– Доктор Закари, меня зовут Дилан Астер, а это Лили Риччи. Мы адвокаты по уголовным делам. Мы будем вас защищать.
– Ничего не понимаю. У меня есть адвокат, Чарльз Даффман.
– Вот как? И где же он? Уверен, вы позвонили ему, и он ответил, что приедет, как только сможет, да? Готов поспорить, вы из тех, у кого есть личный адвокат. Вероятно, вы вышли на него через жутко дорогую бредовую систему юридического страхования у вас в больнице?
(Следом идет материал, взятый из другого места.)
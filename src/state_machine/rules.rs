//! Per-financing-category rule table
//!
//! Everything that derives legal downstream options from earlier answers
//! lives here, so that forward transitions and back-navigation regenerate
//! menus from the same predicates instead of caching them.

use super::state::{AmountCode, AmountSelection, FinancingType};

/// Amounts at or above this value (in currency units) force the
/// firm-only applicant menu and the post-submission advisory.
pub const LARGE_AMOUNT: f64 = 10_000_000_000.0;

/// Minimum manual amount for Islamic financing (USD).
pub const ISLAMIC_MINIMUM: f64 = 300_000.0;

/// Minimum manual amount for large credit (UZS).
pub const LARGE_CREDIT_MINIMUM: f64 = 300_000_000.0;

/// Predefined amount codes legal for a financing category.
pub fn amount_codes(financing: FinancingType) -> &'static [AmountCode] {
    match financing {
        FinancingType::Islamic => &[AmountCode::IslamicFrom300K],
        FinancingType::Cash => &[AmountCode::CashUpTo300M, AmountCode::CashForeign],
        FinancingType::LargeCredit => &[AmountCode::WorkingCapitalUpTo10B, AmountCode::Above10B],
    }
}

/// Minimum threshold carried into `AmountManualInput`.
///
/// Cash credit has no fixed floor; the value must merely be strictly
/// positive, which `validate_manual` enforces separately.
pub fn manual_minimum(financing: FinancingType) -> f64 {
    match financing {
        FinancingType::Islamic => ISLAMIC_MINIMUM,
        FinancingType::Cash => 0.0,
        FinancingType::LargeCredit => LARGE_CREDIT_MINIMUM,
    }
}

/// Why a parsed manual amount was rejected.
#[derive(Debug, Clone, Copy, PartialEq, Eq)]
pub enum AmountRejection {
    /// Below the category's fixed minimum.
    BelowMinimum,
    /// Cash amounts must be strictly positive.
    NotPositive,
}

/// Validate a parsed manual amount against the threshold in effect.
pub fn validate_manual(
    financing: FinancingType,
    min_amount: f64,
    value: f64,
) -> Result<(), AmountRejection> {
    match financing {
        FinancingType::Cash => {
            if value <= 0.0 {
                Err(AmountRejection::NotPositive)
            } else {
                Ok(())
            }
        }
        FinancingType::Islamic | FinancingType::LargeCredit => {
            if value < min_amount {
                Err(AmountRejection::BelowMinimum)
            } else {
                Ok(())
            }
        }
    }
}

/// Parse a typed amount, accepting a comma as the decimal separator.
pub fn parse_manual_amount(text: &str) -> Option<f64> {
    let normalized = text.trim().replace(',', ".");
    let value: f64 = normalized.parse().ok()?;
    // `f64::from_str` accepts "inf" and "NaN" spellings.
    value.is_finite().then_some(value)
}

/// Whether the recorded amount qualifies as large.
pub fn amount_is_large(amount: &AmountSelection) -> bool {
    match amount {
        AmountSelection::Code { code } => {
            matches!(code, AmountCode::WorkingCapitalUpTo10B | AmountCode::Above10B)
        }
        AmountSelection::Manual { value } => *value >= LARGE_AMOUNT,
    }
}

/// Whether only the firm applicant option may be offered.
///
/// Recomputed wherever the applicant menu is (re)generated, so that
/// back-navigation shows exactly the menu the forward path showed.
pub fn restricted_applicants(financing: FinancingType, amount: Option<&AmountSelection>) -> bool {
    matches!(financing, FinancingType::Islamic | FinancingType::LargeCredit)
        || amount.is_some_and(amount_is_large)
}

/// Whether the completed application triggers the large-amount advisory.
pub fn advisory_applies(amount: &AmountSelection) -> bool {
    amount_is_large(amount)
}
Закари перевел взгляд с одного на другого.
– Да.
– Если у вас имущественные споры с соседом и вам нужен человек, представляющий ваши интересы, – чудесно, получайте юридическую страховку и, возможно, ваше дело не будет безнадежно испорчено. В худшем случае вам придется нанимать профессиональную юридическую фирму, чтобы переделывать работу. Но уголовное право, доктор Закари, это совершенно другое дело. В уголовном праве все эти люди ни хрена не смыслят. Ваш человек возьмется за дело ради денег и ради того, чтобы засветиться в прессе, но он не будет знать, что делать. Я не имею чести знать мистера Даффмана, но гарантирую, что он не знает этот мир.
Повернувшись лицом к Закари, Астер посмотрел ему в глаза.
– Я знаю, кто из прокуроров скрывает улики, а кто честен. Знаю, кто из полицейских нечист на руку, кто наркоман, принимающий дозу прямо на службе, а кто пытается переспать с подозреваемыми, когда никто этого не видит. Знаю, кто из судей засыпает прямо во время заседания, а кто внимательно слушает каждое слово, и кто попал в судьи только потому, что приходится племянником какому-нибудь политику. Кстати, вы ведь знаете, что в Неваде есть смертная казнь, так?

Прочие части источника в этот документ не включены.